▶ _Aim of the exercise_:
All of the data below should be written out again exactly.

==== Given information ====

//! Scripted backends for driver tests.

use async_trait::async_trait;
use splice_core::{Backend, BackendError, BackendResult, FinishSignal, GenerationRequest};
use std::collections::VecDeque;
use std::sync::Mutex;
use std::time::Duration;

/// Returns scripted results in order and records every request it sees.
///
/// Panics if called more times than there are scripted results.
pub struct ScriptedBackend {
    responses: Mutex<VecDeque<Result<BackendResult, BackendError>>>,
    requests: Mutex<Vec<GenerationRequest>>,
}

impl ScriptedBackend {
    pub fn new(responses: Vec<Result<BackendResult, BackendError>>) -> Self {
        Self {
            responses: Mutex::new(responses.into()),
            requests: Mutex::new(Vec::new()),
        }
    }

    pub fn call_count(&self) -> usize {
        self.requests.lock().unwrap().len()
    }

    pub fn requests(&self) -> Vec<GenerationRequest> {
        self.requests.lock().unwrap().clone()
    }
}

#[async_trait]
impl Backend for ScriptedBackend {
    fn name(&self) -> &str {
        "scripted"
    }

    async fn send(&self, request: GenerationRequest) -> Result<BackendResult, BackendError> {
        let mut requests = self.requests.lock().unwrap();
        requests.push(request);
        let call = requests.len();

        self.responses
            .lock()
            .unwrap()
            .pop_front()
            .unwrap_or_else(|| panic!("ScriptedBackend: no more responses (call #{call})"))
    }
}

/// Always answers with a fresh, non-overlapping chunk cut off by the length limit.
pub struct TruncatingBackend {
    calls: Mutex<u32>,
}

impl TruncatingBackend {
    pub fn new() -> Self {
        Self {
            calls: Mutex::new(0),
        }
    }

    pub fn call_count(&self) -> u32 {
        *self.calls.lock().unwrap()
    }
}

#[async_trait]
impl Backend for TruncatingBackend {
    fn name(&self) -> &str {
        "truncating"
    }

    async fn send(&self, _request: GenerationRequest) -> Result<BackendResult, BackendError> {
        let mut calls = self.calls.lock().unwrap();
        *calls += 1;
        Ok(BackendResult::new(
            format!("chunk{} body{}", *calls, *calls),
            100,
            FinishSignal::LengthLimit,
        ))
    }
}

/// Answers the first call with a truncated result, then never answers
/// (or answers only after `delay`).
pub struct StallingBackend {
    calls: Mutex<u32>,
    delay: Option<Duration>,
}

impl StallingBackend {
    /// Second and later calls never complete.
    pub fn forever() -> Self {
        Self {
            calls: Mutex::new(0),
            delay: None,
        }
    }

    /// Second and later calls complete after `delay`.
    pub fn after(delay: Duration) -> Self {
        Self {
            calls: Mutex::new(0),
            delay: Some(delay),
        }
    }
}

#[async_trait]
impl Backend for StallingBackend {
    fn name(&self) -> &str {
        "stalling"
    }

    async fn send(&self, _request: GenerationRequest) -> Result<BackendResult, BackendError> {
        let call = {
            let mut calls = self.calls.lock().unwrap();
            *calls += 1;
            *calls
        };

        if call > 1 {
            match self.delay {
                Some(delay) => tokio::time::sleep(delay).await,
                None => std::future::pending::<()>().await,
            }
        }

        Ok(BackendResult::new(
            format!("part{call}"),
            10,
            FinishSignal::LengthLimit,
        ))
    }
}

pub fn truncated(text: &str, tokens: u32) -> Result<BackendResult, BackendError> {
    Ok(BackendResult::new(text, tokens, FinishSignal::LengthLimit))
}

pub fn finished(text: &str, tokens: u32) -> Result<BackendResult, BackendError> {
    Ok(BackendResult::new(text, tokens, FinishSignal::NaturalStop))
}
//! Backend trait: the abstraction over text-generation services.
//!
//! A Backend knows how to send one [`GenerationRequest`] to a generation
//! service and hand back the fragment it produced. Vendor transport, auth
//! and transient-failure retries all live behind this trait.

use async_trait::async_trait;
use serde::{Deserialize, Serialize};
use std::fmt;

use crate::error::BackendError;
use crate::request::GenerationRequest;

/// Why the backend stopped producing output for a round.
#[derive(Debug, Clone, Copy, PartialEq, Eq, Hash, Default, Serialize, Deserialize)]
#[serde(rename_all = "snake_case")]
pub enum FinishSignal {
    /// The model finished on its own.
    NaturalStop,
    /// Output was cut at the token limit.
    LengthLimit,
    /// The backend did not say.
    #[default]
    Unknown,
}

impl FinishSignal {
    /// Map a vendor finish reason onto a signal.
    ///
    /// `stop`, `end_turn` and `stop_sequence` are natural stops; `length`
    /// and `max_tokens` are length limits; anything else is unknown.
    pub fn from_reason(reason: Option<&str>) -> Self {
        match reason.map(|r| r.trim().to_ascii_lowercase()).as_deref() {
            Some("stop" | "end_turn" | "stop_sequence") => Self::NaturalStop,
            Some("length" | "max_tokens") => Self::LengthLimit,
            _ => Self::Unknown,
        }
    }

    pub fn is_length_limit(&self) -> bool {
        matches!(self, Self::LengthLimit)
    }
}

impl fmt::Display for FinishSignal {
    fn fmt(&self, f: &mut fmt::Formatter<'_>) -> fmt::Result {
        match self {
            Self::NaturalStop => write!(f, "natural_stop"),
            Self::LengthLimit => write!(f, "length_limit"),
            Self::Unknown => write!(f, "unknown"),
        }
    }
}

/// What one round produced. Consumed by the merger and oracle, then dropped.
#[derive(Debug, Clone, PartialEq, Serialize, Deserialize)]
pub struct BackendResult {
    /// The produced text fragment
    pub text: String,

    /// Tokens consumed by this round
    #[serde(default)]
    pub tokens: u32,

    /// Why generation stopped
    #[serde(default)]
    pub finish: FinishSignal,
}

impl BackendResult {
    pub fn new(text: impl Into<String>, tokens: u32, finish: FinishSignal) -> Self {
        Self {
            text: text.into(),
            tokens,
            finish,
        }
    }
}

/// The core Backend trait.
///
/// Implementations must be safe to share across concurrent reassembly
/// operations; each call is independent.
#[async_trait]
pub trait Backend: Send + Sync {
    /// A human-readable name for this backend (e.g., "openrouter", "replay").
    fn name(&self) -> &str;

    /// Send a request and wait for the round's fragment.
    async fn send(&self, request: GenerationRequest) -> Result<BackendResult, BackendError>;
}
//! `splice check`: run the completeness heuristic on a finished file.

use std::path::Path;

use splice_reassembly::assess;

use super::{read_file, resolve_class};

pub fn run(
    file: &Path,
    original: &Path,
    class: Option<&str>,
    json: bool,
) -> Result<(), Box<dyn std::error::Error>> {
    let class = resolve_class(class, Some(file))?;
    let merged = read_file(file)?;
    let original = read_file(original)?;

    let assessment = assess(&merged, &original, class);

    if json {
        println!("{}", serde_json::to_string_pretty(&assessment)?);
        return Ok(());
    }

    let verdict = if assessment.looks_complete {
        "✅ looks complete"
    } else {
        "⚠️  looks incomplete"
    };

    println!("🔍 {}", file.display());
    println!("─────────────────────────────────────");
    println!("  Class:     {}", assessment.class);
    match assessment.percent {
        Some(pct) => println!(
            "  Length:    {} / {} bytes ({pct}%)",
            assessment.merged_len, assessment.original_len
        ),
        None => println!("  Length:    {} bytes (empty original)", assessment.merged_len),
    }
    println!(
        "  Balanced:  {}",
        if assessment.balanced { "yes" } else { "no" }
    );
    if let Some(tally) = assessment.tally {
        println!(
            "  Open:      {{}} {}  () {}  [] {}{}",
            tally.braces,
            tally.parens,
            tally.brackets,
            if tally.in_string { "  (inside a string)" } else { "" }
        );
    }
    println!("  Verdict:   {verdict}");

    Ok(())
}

====

▶ _Your solution_:
//! Scripted backends for driver tests.

use async_trait::async_trait;
use splice_core::{Backend, BackendError, BackendResult, FinishSignal, GenerationRequest};
use std::collections::VecDeque;
use std::sync::Mutex;
use std::time::Duration;

/// Returns scripted results in order and records every request it sees.
///
/// Panics if called more times than there are scripted results.
pub struct ScriptedBackend {
    responses: Mutex<VecDeque<Result<BackendResult, BackendError>>>,
    requests: Mutex<Vec<GenerationRequest>>,
}

impl ScriptedBackend {
    pub fn new(responses: Vec<Result<BackendResult, BackendError>>) -> Self {
        Self {
            responses: Mutex::new(responses.into()),
            requests: Mutex::new(Vec::new()),
        }
    }

    pub fn call_count(&self) -> usize {
        self.requests.lock().unwrap().len()
    }

    pub fn requests(&self) -> Vec<GenerationRequest> {
        self.requests.lock().unwrap().clone()
    }
}

#[async_trait]
impl Backend for ScriptedBackend {
    fn name(&self) -> &str {
        "scripted"
    }

    async fn send(&self, request: GenerationRequest) -> Result<BackendResult, BackendError> {
        let mut requests = self.requests.lock().unwrap();
        requests.push(request);
        let call = requests.len();

        self.responses
            .lock()
            .unwrap()
            .pop_front()
            .unwrap_or_else(|| panic!("ScriptedBackend: no more responses (call #{call})"))
    }
}

/// Always answers with a fresh, non-overlapping chunk cut off by the length limit.
pub struct TruncatingBackend {
    calls: Mutex<u32>,
}

impl TruncatingBackend {
    pub fn new() -> Self {
        Self {
            calls: Mutex::new(0),
        }
    }

    pub fn call_count(&self) -> u32 {
        *self.calls.lock().unwrap()
    }
}

#[async_trait]
impl Backend for TruncatingBackend {
    fn name(&self) -> &str {
        "truncating"
    }

    async fn send(&self, _request: GenerationRequest) -> Result<BackendResult, BackendError> {
        let mut calls = self.calls.lock().unwrap();
        *calls += 1;
        Ok(BackendResult::new(
            format!("chunk{} body{}", *calls, *calls),
            100,
            FinishSignal::LengthLimit,
        ))
    }
}

/// Answers the first call with a truncated result, then never answers
/// (or answers only after `delay`).
pub struct StallingBackend {
    calls: Mutex<u32>,
    delay: Option<Duration>,
}

impl StallingBackend {
    /// Second and later calls never complete.
    pub fn forever() -> Self {
        Self {
            calls: Mutex::new(0),
            delay: None,
        }
    }

    /// Second and later calls complete after `delay`.
    pub fn after(delay: Duration) -> Self {
        Self {
            calls: Mutex::new(0),
            delay: Some(delay),
        }
    }
}

#[async_trait]
impl Backend for StallingBackend {
    fn name(&self) -> &str {
        "stalling"
    }

    async fn send(&self, _request: GenerationRequest) -> Result<BackendResult, BackendError> {
        let call = {
            let mut calls = self.calls.lock().unwrap();
            *calls += 1;
            *calls
        };

        if call > 1 {
            match self.delay {
                Some(delay) => tokio::time::sleep(delay).await,
                None => std::future::pending::<()>().await,
            }
        }

        Ok(BackendResult::new(
            format!("part{call}"),
            10,
            FinishSignal::LengthLimit,
        ))
    }
}

pub fn truncated(text: &str, tokens: u32) -> Result<BackendResult, BackendError> {
    Ok(BackendResult::new(text, tokens, FinishSignal::LengthLimit))
}

pub fn finished(text: &str, tokens: u32) -> Result<BackendResult, BackendError> {
    Ok(BackendResult::new(text, tokens, FinishSignal::NaturalStop))
}
//! Backend trait: the abstraction over text-generation services.
//!
//! A Backend knows how to send one [`GenerationRequest`] to a generation
//! service and hand back the fragment it produced. Vendor transport, auth
//! and transient-failure retries all live behind this trait.

use async_trait::async_trait;
use serde::{Deserialize, Serialize};
use std::fmt;

use crate::error::BackendError;
use crate::request::GenerationRequest;

/// Why the backend stopped producing output for a round.
#[derive(Debug, Clone, Copy, PartialEq, Eq, Hash, Default, Serialize, Deserialize)]
#[serde(rename_all = "snake_case")]
pub enum FinishSignal {
    /// The model finished on its own.
    NaturalStop,
    /// Output was cut at the token limit.
    LengthLimit,
    /// The backend did not say.
    #[default]
    Unknown,
}

impl FinishSignal {
    /// Map a vendor finish reason onto a signal.
    ///
    /// `stop`, `end_turn` and `stop_sequence` are natural stops; `length`
    /// and `max_tokens` are length limits; anything else is unknown.
    pub fn from_reason(reason: Option<&str>) -> Self {
        match reason.map(|r| r.trim().to_ascii_lowercase()).as_deref() {
            Some("stop" | "end_turn" | "stop_sequence") => Self::NaturalStop,
            Some("length" | "max_tokens") => Self::LengthLimit,
            _ => Self::Unknown,
        }
    }

    pub fn is_length_limit(&self) -> bool {
        matches!(self, Self::LengthLimit)
    }
}

impl fmt::Display for FinishSignal {
    fn fmt(&self, f: &mut fmt::Formatter<'_>) -> fmt::Result {
        match self {
            Self::NaturalStop => write!(f, "natural_stop"),
            Self::LengthLimit => write!(f, "length_limit"),
            Self::Unknown => write!(f, "unknown"),
        }
    }
}

/// What one round produced. Consumed by the merger and oracle, then dropped.
#[derive(Debug, Clone, PartialEq, Serialize, Deserialize)]
pub struct BackendResult {
    /// The produced text fragment
    pub text: String,

    /// Tokens consumed by this round
    #[serde(default)]
    pub tokens: u32,

    /// Why generation stopped
    #[serde(default)]
    pub finish: FinishSignal,
}

impl BackendResult {
    pub fn new(text: impl Into<String>, tokens: u32, finish: FinishSignal) -> Self {
        Self {
            text: text.into(),
            tokens,
            finish,
        }
    }
}

/// The core Backend trait.
///
/// Implementations must be safe to share across concurrent reassembly
/// operations; each call is independent.
#[async_trait]
pub trait Backend: Send + Sync {
    /// A human-readable name for this backend (e.g., "openrouter", "replay").
    fn name(&self) -> &str;

    /// Send a request and wait for the round's fragment.
    async fn send(&self, request: GenerationRequest) -> Result<BackendResult, BackendError>;
}
//! `splice check`: run the completeness heuristic on a finished file.

use std::path::Path;

use splice_reassembly::assess;

use super::{read_file, resolve_class};

pub fn run(
    file: &Path,
    original: &Path,
    class: Option<&str>,
    json: bool,
) -> Result<(), Box<dyn std::error::Error>> {
    let class = resolve_class(class, Some(file))?;
    let merged = read_file(file)?;
    let original = read_file(original)?;

    let assessment = assess(&merged, &original, class);

    if json {
        println!("{}", serde_json::to_string_pretty(&assessment)?);
        return Ok(());
    }

    let verdict = if assessment.looks_complete {
        "✅ looks complete"
    } else {
        "⚠️  looks incomplete"
    };

    println!("🔍 {}", file.display());
    println!("─────────────────────────────────────");
    println!("  Class:     {}", assessment.class);
    match assessment.percent {
        Some(pct) => println!(
            "  Length:    {} / {} bytes ({pct}%)",
            assessment.merged_len, assessment.original_len
        ),
        None => println!("  Length:    {} bytes (empty original)", assessment.merged_len),
    }
    println!(
        "  Balanced:  {}",
        if assessment.balanced { "yes" } else { "no" }
    );
    if let Some(tally) = assessment.tally {
        println!(
            "  Open:      {{}} {}  () {}  [] {}{}",
            tally.braces,
            tally.parens,
            tally.brackets,
            if tally.in_string { "  (inside a string)" } else { "" }
        );
    }
    println!("  Verdict:   {verdict}");

    Ok(())
}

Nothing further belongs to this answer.